POSTURA INSTITUCIONAL

Economistas expresan máxima preocupación por el PGE 2025 y proponen ajustes significativos

El Colegio de Economistas concluyó que el PGE 2025 no responde adecuadamente a la crisis económica que atraviesa el país y podría exacerbar los problemas fiscales y macroeconómicos existentes.

El Colegio de Economistas de Santa Cruz expresa su profunda preocupación por el Proyecto de Presupuesto General del Estado 2025, advirtiendo sobre su falta de realismo y el riesgo de agravar la crisis económica del país.

En un análisis exhaustivo, el Colegio de Economistas de Santa Cruz (CESC) señala que el Presupuesto General del Estado (PGE 2025) refleja un manejo cuestionable de las finanzas públicas y enfatiza la urgencia de implementar ajustes significativos para garantizar la sostenibilidad económica, proteger el poder adquisitivo de los bolivianos y fortalecer la estabilidad macroeconómica.

El PGE 2025 plantea un crecimiento económico del 3,51% y un déficit fiscal del 9,2% del Producto Interno Bruto (PIB). Sin embargo, el CESC considera estas metas excesivamente optimistas frente a la coyuntura actual, marcada por una desaceleración económica, escasez de divisas y una significativa caída en las Reservas Internacionales Netas (RIN). Con apenas $us 46,8 millones en reservas líquidas, el país enfrenta una inminente crisis de balanza de pagos que podría comprometer los pagos internacionales, como el servicio de la deuda externa y la subvención de hidrocarburos.

El crecimiento económico proyectado se fundamenta principalmente en la explotación de recursos primarios, ignorando la urgente necesidad de diversificar la economía y fortalecer sectores clave como la agroindustria, la manufactura y los servicios. Además, los efectos climáticos adversos y la inestabilidad en la provisión de combustibles complican aún más el escenario para la producción agrícola.

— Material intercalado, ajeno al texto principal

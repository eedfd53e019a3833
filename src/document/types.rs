//! Document types.

use std::collections::BTreeMap;
use std::fmt;
use std::str::FromStr;

use serde::{Deserialize, Serialize};
use serde_json::Value;

/// Lifecycle status of a document version.
#[derive(Debug, Clone, Copy, PartialEq, Eq, Hash, Default, Serialize, Deserialize)]
#[serde(rename_all = "snake_case")]
pub enum DocumentStatus {
    #[default]
    Draft,
    Preview,
    Prod,
    Archived,
}

impl DocumentStatus {
    pub fn as_str(&self) -> &'static str {
        match self {
            DocumentStatus::Draft => "draft",
            DocumentStatus::Preview => "preview",
            DocumentStatus::Prod => "prod",
            DocumentStatus::Archived => "archived",
        }
    }
}

impl fmt::Display for DocumentStatus {
    fn fmt(&self, f: &mut fmt::Formatter<'_>) -> fmt::Result {
        f.write_str(self.as_str())
    }
}

impl FromStr for DocumentStatus {
    type Err = String;

    fn from_str(s: &str) -> Result<Self, Self::Err> {
        match s.trim().to_ascii_lowercase().as_str() {
            "draft" => Ok(DocumentStatus::Draft),
            "preview" => Ok(DocumentStatus::Preview),
            "prod" | "production" => Ok(DocumentStatus::Prod),
            "archived" => Ok(DocumentStatus::Archived),
            other => Err(format!("unknown status: {}", other)),
        }
    }
}

/// A versioned UI configuration document.
///
/// Wire format is camelCase JSON. Keys the schema does not know are kept in
/// `unknown` so the validator can report them by name. Token and flag
/// leaves are held as raw JSON: a draft with a mistyped value still saves,
/// and the validator names the offending path.
#[derive(Debug, Clone, PartialEq, Serialize, Deserialize)]
#[serde(rename_all = "camelCase")]
pub struct UiConfigDocument {
    pub version: String,

    #[serde(default)]
    pub status: DocumentStatus,

    #[serde(default, skip_serializing_if = "Option::is_none")]
    pub tokens: Option<Tokens>,

    #[serde(default, skip_serializing_if = "Option::is_none")]
    pub micro_interactions: Option<MicroInteractions>,

    /// Per-component variant configuration, keyed by component name.
    #[serde(default, skip_serializing_if = "Option::is_none")]
    pub components: Option<BTreeMap<String, Value>>,

    /// Per-screen layout configuration, keyed by screen name.
    #[serde(default, skip_serializing_if = "Option::is_none")]
    pub screens: Option<BTreeMap<String, Value>>,

    #[serde(default, skip_serializing_if = "Option::is_none")]
    pub feature_flags: Option<BTreeMap<String, FeatureFlag>>,

    #[serde(default, skip_serializing_if = "Option::is_none")]
    pub audience: Option<Audience>,

    /// Copy overrides, key to text.
    #[serde(default, skip_serializing_if = "Option::is_none")]
    pub i18n_overrides: Option<BTreeMap<String, Value>>,

    #[serde(default, skip_serializing_if = "Option::is_none")]
    pub meta: Option<Meta>,

    #[serde(flatten)]
    pub unknown: BTreeMap<String, Value>,
}

impl UiConfigDocument {
    /// An empty draft with only a version set.
    pub fn new(version: impl Into<String>) -> Self {
        Self {
            version: version.into(),
            status: DocumentStatus::Draft,
            tokens: None,
            micro_interactions: None,
            components: None,
            screens: None,
            feature_flags: None,
            audience: None,
            i18n_overrides: None,
            meta: None,
            unknown: BTreeMap::new(),
        }
    }

    /// Copy of this document with its status replaced.
    ///
    /// Used for response shaping (preview links) without touching the
    /// stored record.
    pub fn with_status(&self, status: DocumentStatus) -> Self {
        Self {
            status,
            ..self.clone()
        }
    }

    /// Whether everything except `version` and `status` matches `other`.
    pub fn same_content(&self, other: &UiConfigDocument) -> bool {
        self.tokens == other.tokens
            && self.micro_interactions == other.micro_interactions
            && self.components == other.components
            && self.screens == other.screens
            && self.feature_flags == other.feature_flags
            && self.audience == other.audience
            && self.i18n_overrides == other.i18n_overrides
            && self.meta == other.meta
            && self.unknown == other.unknown
    }

    pub fn author(&self) -> Option<&str> {
        self.meta.as_ref().and_then(|m| m.author.as_deref())
    }
}

/// Design tokens.
#[derive(Debug, Clone, PartialEq, Default, Serialize, Deserialize)]
#[serde(rename_all = "camelCase")]
pub struct Tokens {
    /// Semantic colors, `#RRGGBB`.
    #[serde(default, skip_serializing_if = "Option::is_none")]
    pub colors: Option<BTreeMap<String, Value>>,

    /// Spacing scale in points.
    #[serde(default, skip_serializing_if = "Option::is_none")]
    pub spacing: Option<BTreeMap<String, Value>>,

    #[serde(default, skip_serializing_if = "Option::is_none")]
    pub radii: Option<BTreeMap<String, Value>>,

    /// `{ scale: { <name>: { size, lineHeight, weight } } }`
    #[serde(default, skip_serializing_if = "Option::is_none")]
    pub typography: Option<Value>,

    /// `{ duration, easing, scale, opacity }` groups.
    #[serde(default, skip_serializing_if = "Option::is_none")]
    pub motion: Option<Value>,

    /// Elevation levels `"1"` to `"4"`, each `{ radius, offset, opacity }`.
    #[serde(default, skip_serializing_if = "Option::is_none")]
    pub shadow: Option<Value>,

    #[serde(default, skip_serializing_if = "Option::is_none")]
    pub palette: Option<Palette>,

    #[serde(flatten)]
    pub unknown: BTreeMap<String, Value>,
}

/// Color palette; gradients are lists of 2 to 4 colors.
#[derive(Debug, Clone, PartialEq, Default, Serialize, Deserialize)]
#[serde(rename_all = "camelCase")]
pub struct Palette {
    #[serde(default)]
    pub gradients: BTreeMap<String, Value>,

    #[serde(flatten)]
    pub extra: BTreeMap<String, Value>,
}

/// Micro-interaction settings.
///
/// Individual effects (`pressFeedback`, `shimmer`, ...) are open-ended
/// objects carrying at least an `enabled` flag.
#[derive(Debug, Clone, PartialEq, Default, Serialize, Deserialize)]
#[serde(rename_all = "camelCase")]
pub struct MicroInteractions {
    #[serde(default, skip_serializing_if = "Option::is_none")]
    pub guards: Option<InteractionGuards>,

    #[serde(flatten)]
    pub effects: BTreeMap<String, Value>,
}

#[derive(Debug, Clone, PartialEq, Default, Serialize, Deserialize)]
#[serde(rename_all = "camelCase")]
pub struct InteractionGuards {
    #[serde(default, skip_serializing_if = "Option::is_none")]
    pub respect_reduced_motion: Option<Value>,

    /// Kept raw so an unrecognized policy can be saved in a draft and
    /// reported by the validator.
    #[serde(default, skip_serializing_if = "Option::is_none")]
    pub low_end_device_policy: Option<Value>,
}

impl InteractionGuards {
    pub fn policy(&self) -> Option<LowEndDevicePolicy> {
        self.low_end_device_policy
            .as_ref()
            .and_then(Value::as_str)
            .and_then(|p| p.parse().ok())
    }
}

/// How clients degrade effects on low-end hardware.
#[derive(Debug, Clone, Copy, PartialEq, Eq, Serialize, Deserialize)]
#[serde(rename_all = "snake_case")]
pub enum LowEndDevicePolicy {
    Skip,
    Simplify,
    Full,
}

impl LowEndDevicePolicy {
    pub const ALL: [&'static str; 3] = ["skip", "simplify", "full"];
}

impl FromStr for LowEndDevicePolicy {
    type Err = ();

    fn from_str(s: &str) -> Result<Self, Self::Err> {
        match s {
            "skip" => Ok(LowEndDevicePolicy::Skip),
            "simplify" => Ok(LowEndDevicePolicy::Simplify),
            "full" => Ok(LowEndDevicePolicy::Full),
            _ => Err(()),
        }
    }
}

/// A feature flag: a plain toggle or a staged rollout.
///
/// Anything else lands in `Unrecognized` so the draft still saves.
#[derive(Debug, Clone, PartialEq, Serialize, Deserialize)]
#[serde(untagged)]
pub enum FeatureFlag {
    Toggle(bool),
    Rollout(RolloutDescriptor),
    Unrecognized(Value),
}

#[derive(Debug, Clone, PartialEq, Serialize, Deserialize)]
#[serde(rename_all = "camelCase")]
pub struct RolloutDescriptor {
    pub enabled: bool,

    /// Share of clients that see the flag, 0 to 100.
    #[serde(default, skip_serializing_if = "Option::is_none")]
    pub percentage: Option<f64>,

    /// Restrict the rollout to these environments. Empty means all.
    #[serde(default, skip_serializing_if = "Vec::is_empty")]
    pub environments: Vec<String>,
}

/// Audience targeting.
#[derive(Debug, Clone, PartialEq, Default, Serialize, Deserialize)]
#[serde(rename_all = "camelCase")]
pub struct Audience {
    /// `dev`, `stage` or `prod`.
    #[serde(default, skip_serializing_if = "Option::is_none")]
    pub env: Option<Value>,

    /// Share of clients, 0 to 100.
    #[serde(default, skip_serializing_if = "Option::is_none")]
    pub pct: Option<Value>,

    /// ISO 3166 alpha-2 codes.
    #[serde(default, skip_serializing_if = "Option::is_none")]
    pub country_allow: Option<Value>,
}

/// Free-form authoring metadata.
#[derive(Debug, Clone, PartialEq, Default, Serialize, Deserialize)]
#[serde(rename_all = "camelCase")]
pub struct Meta {
    #[serde(default, skip_serializing_if = "Option::is_none")]
    pub author: Option<String>,

    #[serde(default, skip_serializing_if = "Option::is_none")]
    pub created_at: Option<String>,

    #[serde(default, skip_serializing_if = "Option::is_none")]
    pub changelog: Option<String>,

    #[serde(flatten)]
    pub extra: BTreeMap<String, Value>,
}

#[cfg(test)]
mod tests {
    use super::*;
    use serde_json::json;

    #[test]
    fn test_parses_camel_case_document() {
        let doc: UiConfigDocument = serde_json::from_value(json!({
            "version": "1.2.0",
            "tokens": { "colors": { "primary": "#FF6B6B" }, "spacing": { "md": 16 } },
            "microInteractions": {
                "guards": { "respectReducedMotion": true, "lowEndDevicePolicy": "simplify" },
                "shimmer": { "enabled": true }
            },
            "featureFlags": { "newHeader": true, "chat": { "enabled": true, "percentage": 25 } },
            "meta": { "author": "ops", "ticket": "UI-12" },
            "legacyTheme": "dark"
        }))
        .unwrap();

        assert_eq!(doc.status, DocumentStatus::Draft);
        let guards = doc.micro_interactions.as_ref().unwrap().guards.as_ref().unwrap();
        assert_eq!(guards.policy(), Some(LowEndDevicePolicy::Simplify));
        assert!(doc.micro_interactions.as_ref().unwrap().effects.contains_key("shimmer"));

        let flags = doc.feature_flags.as_ref().unwrap();
        assert_eq!(flags["newHeader"], FeatureFlag::Toggle(true));
        assert!(matches!(flags["chat"], FeatureFlag::Rollout(ref r) if r.percentage == Some(25.0)));

        assert_eq!(doc.author(), Some("ops"));
        assert_eq!(doc.meta.as_ref().unwrap().extra["ticket"], json!("UI-12"));
        assert_eq!(doc.unknown["legacyTheme"], json!("dark"));
    }

    #[test]
    fn test_mistyped_leaves_still_parse() {
        let doc: UiConfigDocument = serde_json::from_value(json!({
            "version": "1.2.0",
            "tokens": {
                "colors": { "primary": 42 },
                "spacing": { "md": "16" },
                "palette": { "gradients": { "hero": "#FF6B6B" } }
            },
            "microInteractions": { "guards": { "respectReducedMotion": "yes", "lowEndDevicePolicy": 1 } },
            "featureFlags": { "chat": { "enabled": true, "percentage": "25" }, "beta": "on" }
        }))
        .unwrap();

        let tokens = doc.tokens.as_ref().unwrap();
        assert_eq!(tokens.spacing.as_ref().unwrap()["md"], json!("16"));
        assert_eq!(doc.micro_interactions.as_ref().unwrap().guards.as_ref().unwrap().policy(), None);
        let flags = doc.feature_flags.as_ref().unwrap();
        assert!(matches!(flags["chat"], FeatureFlag::Unrecognized(_)));
        assert_eq!(flags["beta"], FeatureFlag::Unrecognized(json!("on")));

        // Raw leaves serialize back unchanged.
        let back = serde_json::to_value(&doc).unwrap();
        assert_eq!(back["featureFlags"]["chat"]["percentage"], json!("25"));
        assert_eq!(back["tokens"]["colors"]["primary"], json!(42));
    }

    #[test]
    fn test_with_status_leaves_content_alone() {
        let mut doc = UiConfigDocument::new("2.0.0-rc1");
        doc.screens = Some(BTreeMap::from([("Home".to_string(), json!({"header": "compact"}))]));

        let shown = doc.with_status(DocumentStatus::Preview);
        assert_eq!(shown.status, DocumentStatus::Preview);
        assert_eq!(doc.status, DocumentStatus::Draft);
        assert!(shown.same_content(&doc));
    }

    #[test]
    fn test_status_parsing() {
        assert_eq!("Preview".parse::<DocumentStatus>(), Ok(DocumentStatus::Preview));
        assert_eq!("production".parse::<DocumentStatus>(), Ok(DocumentStatus::Prod));
        assert!("staged".parse::<DocumentStatus>().is_err());
    }
}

Incremento del gasto corriente y baja inversión pública

Otro aspecto alarmante es que más del 58,8% del presupuesto se destina a gastos corrientes, mientras que la inversión pública estratégica se encuentra en uno de los niveles más bajos de los últimos cinco años. El CESC enfatiza que esta distribución de recursos limita el crecimiento económico sostenible y la generación de empleo, especialmente en sectores productivos estratégicos. Asimismo, advierte que la presión tributaria recaerá sobre los sectores más vulnerables, dadas las bajas expectativas de crecimiento económico.

Endeudamiento insostenible

El análisis también destaca la preocupante dependencia del endeudamiento externo e interno para financiar el déficit fiscal proyectado. En 2023, el endeudamiento interno alcanzó Bs 101.000 millones, un incremento de más de seis veces desde 2019. Estos recursos se destinan principalmente a gastos corrientes, lo que pone en duda la sostenibilidad financiera del país. Además, el CESC cuestiona el uso de recursos financieros concesionales del Banco Central de Bolivia (BCB) para cubrir pagos de corto plazo, señalando una alarmante falta de independencia e institucionalidad del ente emisor.

Recomendaciones clave del CESC

Para abordar las debilidades del PGE 2025, el CESC propone:

  • Metas macroeconómicas más realistas: Ajustar las proyecciones de crecimiento económico y déficit fiscal para reflejar las limitaciones actuales y garantizar la estabilidad a largo plazo.
  • Priorizar la inversión pública: Redirigir recursos desde el gasto corriente hacia inversiones estratégicas que promuevan el desarrollo sostenible y generen empleo.
  • Diversificar las fuentes de divisas: Impulsar el sector exportador y atraer inversión extranjera directa para reducir la dependencia del endeudamiento.
  • Fortalecer la institucionalidad: Garantizar que el manejo de las reservas internacionales y las decisiones sobre endeudamiento cumplan con la Constitución y respondan a criterios técnicos sólidos.

El Colegio de Economistas concluyó que el PGE 2025 no responde adecuadamente a la crisis económica que atraviesa el país y podría exacerbar los problemas fiscales y macroeconómicos existentes. En esta línea, insta al Gobierno a actuar con responsabilidad fiscal y transparencia, implementando medidas urgentes que fortalezcan la confianza en las instituciones y protejan a las familias bolivianas de los impactos de una crisis económica prolongada.